Camp Cuisine: Ramen is a top backcountry staple

Camp Cuisine: Ramen is a top backcountry staple

You loved it (or at least tolerated it) in college and if you’re a van-dwelling dirtbag, you might be enjoying a sporkfull right now.

Top Ramen chicken flavor

Ramen has fueled many adventures. Yet before ramen became the brittle, budget-friendly rectangle of curly noodles we love today, it was a staple of Chinese meals—basic noodles made from soft-white wheat. We can thank the Japanese company Maruchan for the instant version that fills our bowls when the backcountry menu falls short on creativity. Today, Ramen has infiltrated American kitchens like few other products—it was even the official soup of the 1984 L.A. Summer Olympics.

Because of their simplicity in preparation, and their pure carb energy, Ramen noodles hold a special place in backcountry cooking.

My own favorite ramen recipe involves a spicy peanut sauce, a classic in NOLS circles.

Preparation for the recipe is simple: Pack two pouches of ramen noodles and two squeeze-packs of Justin’s Classic peanut butter. Combine three tablespoons of vinegar and soy sauce in a small plastic bottle, probably from Nalgene’s Travel Kit line. Spoon three tablespoons of brown sugar into a sandwich bag and, if you want heat, note that Sriracha is the ideal spice for this recipe.


When cooking the ramen, use just half of the included broth packet, which provides plenty of sodium. (Save the remainder of that dry mix for a mug of hot soup later.)

After boiling the noodles, drain all but about a tablespoon of water in the pot then stir in the sauce ingredients while the noodles are still hot.

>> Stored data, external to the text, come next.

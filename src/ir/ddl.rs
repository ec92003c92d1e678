use serde::{Deserialize, Serialize};

use crate::ir::{Expr, Ident, Select};

/// A column type with optional identity (auto-increment) semantics.
#[derive(Debug, Clone, PartialEq, Serialize, Deserialize)]
pub struct TypeDef {
    /// Raw SQL type name, e.g. `integer` or `varchar(255)`.
    pub name: String,
    #[serde(default)]
    pub identity: bool,
    /// Identity sequence start. When absent, rendering starts the
    /// sequence at 1 rather than the backend default of 0.
    #[serde(default)]
    pub start_with: Option<i64>,
    #[serde(default)]
    pub increment_by: Option<i64>,
}

impl TypeDef {
    pub fn named(name: impl Into<String>) -> Self {
        Self {
            name: name.into(),
            identity: false,
            start_with: None,
            increment_by: None,
        }
    }

    pub fn identity(name: impl Into<String>) -> Self {
        Self {
            name: name.into(),
            identity: true,
            start_with: None,
            increment_by: None,
        }
    }

    pub fn start_with(mut self, n: i64) -> Self {
        self.start_with = Some(n);
        self
    }

    pub fn increment_by(mut self, n: i64) -> Self {
        self.increment_by = Some(n);
        self
    }
}

/// A full column definition for ADD COLUMN.
#[derive(Debug, Clone, PartialEq, Serialize, Deserialize)]
pub struct ColumnDef {
    pub name: String,
    pub type_def: TypeDef,
    #[serde(default)]
    pub null: bool,
    #[serde(default)]
    pub default: Option<Expr>,
    #[serde(default)]
    pub primary_key: bool,
    #[serde(default)]
    pub unique: bool,
}

impl ColumnDef {
    pub fn new(name: impl Into<String>, type_def: TypeDef) -> Self {
        Self {
            name: name.into(),
            type_def,
            null: true,
            default: None,
            primary_key: false,
            unique: false,
        }
    }
}

/// The kind of an alter-table operation, used for capability checks and
/// error reporting.
#[derive(Debug, Clone, Copy, PartialEq, Eq, Serialize, Deserialize)]
pub enum AlterKind {
    RenameColumn,
    SetColumnType,
    SetColumnNull,
    AddColumn,
    DropColumn,
}

impl std::fmt::Display for AlterKind {
    fn fmt(&self, f: &mut std::fmt::Formatter<'_>) -> std::fmt::Result {
        match self {
            AlterKind::RenameColumn => write!(f, "RENAME COLUMN"),
            AlterKind::SetColumnType => write!(f, "SET COLUMN TYPE"),
            AlterKind::SetColumnNull => write!(f, "SET COLUMN NULL"),
            AlterKind::AddColumn => write!(f, "ADD COLUMN"),
            AlterKind::DropColumn => write!(f, "DROP COLUMN"),
        }
    }
}

/// One atomic alter-table operation.
#[derive(Debug, Clone, PartialEq, Serialize, Deserialize)]
pub enum AlterOp {
    RenameColumn { name: String, new_name: String },
    SetColumnType { name: String, type_def: TypeDef },
    SetColumnNull { name: String, null: bool },
    AddColumn { column: ColumnDef },
    DropColumn { name: String },
}

impl AlterOp {
    pub fn kind(&self) -> AlterKind {
        match self {
            AlterOp::RenameColumn { .. } => AlterKind::RenameColumn,
            AlterOp::SetColumnType { .. } => AlterKind::SetColumnType,
            AlterOp::SetColumnNull { .. } => AlterKind::SetColumnNull,
            AlterOp::AddColumn { .. } => AlterKind::AddColumn,
            AlterOp::DropColumn { .. } => AlterKind::DropColumn,
        }
    }
}

/// ALTER TABLE with a single atomic operation.
#[derive(Debug, Clone, PartialEq, Serialize, Deserialize)]
pub struct AlterTable {
    pub table: Ident,
    pub op: AlterOp,
}

impl AlterTable {
    pub fn new(table: impl Into<Ident>, op: AlterOp) -> Self {
        Self {
            table: table.into(),
            op,
        }
    }
}

/// CREATE TABLE ... AS (SELECT ...).
#[derive(Debug, Clone, PartialEq, Serialize, Deserialize)]
pub struct CreateTableAs {
    pub table: Ident,
    pub query: Select,
    #[serde(default)]
    pub if_not_exists: bool,
}

/// DROP TABLE.
#[derive(Debug, Clone, PartialEq, Serialize, Deserialize)]
pub struct DropTable {
    pub table: Ident,
    #[serde(default)]
    pub if_exists: bool,
}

The key is to make sure the peanut butter liquefies or the flavor won’t be consistent.

What’s awesome about this recipe is that it can be made more complex by adding sunflower seeds, dried onions, garlic or a host of other spices.

To make a killer “ramen & cheese” dish, melt a few wheels of Babybel gouda and mix with shredded jerky (try Perky Jerky’s turkey teriyaki).

If you can carry some fresh ingredients, maybe on day one of your trip, consider this option: Cook the ramen without the broth, slice in an avocado (as opposed to olives, which would take about a cup to equal the fat content of an avocado), a chopped quarter of summer sausage, a few halved cherry tomatoes and cubes of cheese for a great antipasto salad. Italian dressing is optional.

A package of tuna also makes a great ramen mixer, especially when combined with a cup of sun-dried tomatoes.

It’s safe to say ramen is probably the best blank canvas a backcountry Iron Chef can ask for. Plus, it helps us stay powered up for the trip.

And don’t worry about the salt-heavy content of the ramen season packets. We can lose more than 900 milligrams of sodium per pound of sweat, which can be easily shed within an hour of intense hiking or yurt-to-yurt skinning.

The effects of hyponatremia (low sodium levels in the blood) are very similar to dehydration. Therefore, when symptoms present, people often drink more when they should actually be eating more.

Soups and pastas like ramen are great vehicles for sodium replacement. By mixing in proteins like meat and healthy fats to round out your nutritional needs, you can leave camp full and healthy.